3.                                                              Termination and Survival
 
(a)                                               This Agreement shall become effective as of the Effective Date.
 
(b)                                               This Agreement may be terminated at any time, without the payment of any penalty, by the Company or the Advisor at any time, with or without notice.
 
(c)                                            Sections 3 and 4 of this Agreement shall survive any termination of this Agreement.  
 
4.                                                              Miscellaneous
 
(a)                                               The captions of this Agreement are included for convenience only and in no way define or limit any of the provisions hereof or otherwise affect their construction or effect.
 
(b)                                               This Agreement contains the entire agreement of the parties and supersedes all prior agreements, understandings and arrangements with respect to the subject matter hereof.
 
(c)                                                Notwithstanding the place where this Agreement may be executed by any of the parties hereto, this Agreement shall be construed in accordance with the laws of the State of New York.
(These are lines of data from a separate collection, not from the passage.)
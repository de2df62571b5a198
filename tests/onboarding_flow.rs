//! End-to-end tests for the onboarding flow.
//!
//! Each test drives an `OnboardingManager` over an in-memory store with
//! latency simulation off, and checks both the session views and what was
//! written to the store.

use std::sync::Arc;
use std::time::Duration;

use async_trait::async_trait;
use chrono::{Datelike, Days, Utc, Weekday};
use tokio::sync::Notify;
use tokio::time::timeout;

use client_onboard::config::OnboardConfig;
use client_onboard::error::{
    GateError, NavigationError, SubmitError, ValidationError, INVALID_TOKEN_MESSAGE,
};
use client_onboard::forms::msa::MasterServiceAgreementForm;
use client_onboard::forms::pricing::{BusinessModel, IntegrationTimeline};
use client_onboard::forms::{
    DemoBooking, DocumentLibrary, FormSnapshot, MutualNdaForm, PortalAdminForm,
    PricingQuestionsForm, StepSubmission,
};
use client_onboard::onboarding::{OnboardingManager, StepId, StepStatus, Track, View};
use client_onboard::store::{KeyValueStore, MemoryStore, keys};
use client_onboard::submit::{LocalSubmitter, SubmitPort, SubmitReceipt};
use client_onboard::Error;

/// Maximum time any test is allowed to run before we consider it hung.
const TEST_TIMEOUT: Duration = Duration::from_secs(5);

fn manager(store: &Arc<MemoryStore>) -> OnboardingManager {
    OnboardingManager::local(OnboardConfig::instant(), store.clone())
}

async fn unlocked(store: &Arc<MemoryStore>) -> OnboardingManager {
    let manager = manager(store);
    manager.unlock("RC-ONBOARD-2024").await.unwrap();
    manager
}

fn nda() -> MutualNdaForm {
    let mut form = MutualNdaForm {
        entity_name: "Cherry Games Ltd".into(),
        registration_number: "C-98765".into(),
        registration_country: "Malta".into(),
        registered_address: "12 Triq il-Port, Valletta".into(),
        signatory_name: "Jordan Vella".into(),
        signatory_title: "CEO".into(),
        signatory_email: "jordan@cherry.games".into(),
        ..Default::default()
    };
    form.download_nda();
    form
}

fn pricing() -> PricingQuestionsForm {
    PricingQuestionsForm {
        expected_volume: "40 games per month".into(),
        business_model: Some(BusinessModel::B2b),
        integration_timeline: Some(IntegrationTimeline::Short),
        ..Default::default()
    }
}

fn msa() -> MasterServiceAgreementForm {
    let mut form = MasterServiceAgreementForm::default();
    form.download_msa();
    form.accept_msa(true).unwrap();
    form.accept_pricing(true);
    form
}

fn portal_admin(ips: &[&str]) -> PortalAdminForm {
    PortalAdminForm {
        full_name: "Sam Borg".into(),
        email: "sam@cherry.games".into(),
        ip_addresses: ips.iter().map(|ip| ip.to_string()).collect(),
        additional_notes: String::new(),
    }
}

fn next_weekday() -> chrono::NaiveDate {
    let mut date = Utc::now().date_naive();
    loop {
        date = date.checked_add_days(Days::new(1)).unwrap();
        if !matches!(date.weekday(), Weekday::Sat | Weekday::Sun) {
            return date;
        }
    }
}

async fn complete_step(manager: &OnboardingManager, submission: StepSubmission) {
    manager.select_step(submission.step()).await.unwrap();
    manager.submit(submission).await.unwrap();
}

async fn complete_legal(manager: &OnboardingManager) {
    manager.enter_track(Track::LegalCommercial).await.unwrap();
    complete_step(manager, StepSubmission::MutualNda(nda())).await;
    complete_step(manager, StepSubmission::PricingQuestions(pricing())).await;
    complete_step(manager, StepSubmission::MasterServiceAgreement(msa())).await;
}

#[tokio::test]
async fn token_is_case_insensitive_and_persisted() {
    let store = Arc::new(MemoryStore::new());
    let manager = manager(&store);

    let err = manager.unlock("RC-ONBOARD-2023").await.unwrap_err();
    assert!(err.to_string().contains(INVALID_TOKEN_MESSAGE));
    assert!(store.get(keys::ACCESS_TOKEN).await.unwrap().is_none());

    assert!(matches!(
        manager.unlock("   ").await,
        Err(Error::Gate(GateError::EmptyToken))
    ));

    let view = manager.unlock("rc-onboard-2024").await.unwrap();
    assert!(matches!(view, View::Selector { .. }));
    assert!(store.get(keys::ACCESS_TOKEN).await.unwrap().is_some());

    // A fresh session over the same store skips the gate.
    let again = OnboardingManager::local(OnboardConfig::instant(), store.clone());
    assert!(matches!(again.restore().await.unwrap(), View::Selector { .. }));
}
For so long as the Company is regulated as a business development company under the Investment Company Act, this Agreement shall also be construed in accordance with the applicable provisions of the Investment Company Act. In such case, to the extent the applicable laws of the State of New York or any of the provisions herein conflict with the provisions of the Investment Company Act, the latter shall control. Further, nothing in this Agreement shall be deemed to require the Company to take any action contrary to the Company’s Amended and Restated Charter or Bylaws.
 
(d)                                               If any provision of this Agreement shall be held or made invalid by a court decision, statute, rule or otherwise, the remainder of this Agreement shall not be affected thereby and, to this extent, the provisions of this Agreement shall be deemed to be severable.
 
(e)                                                The Company shall not assign this Agreement or any right, interest or benefit under this Agreement without the prior written consent of the Advisor.
 
(f)                                                 This Agreement may be amended in writing by mutual consent of the parties. This Agreement may be executed by the parties on any number of counterparts, delivery of which may occur by facsimile or as an attachment to an electronic communication, each of which shall be deemed an original, and all of said counterparts taken together shall be deemed to constitute one and the same instrument.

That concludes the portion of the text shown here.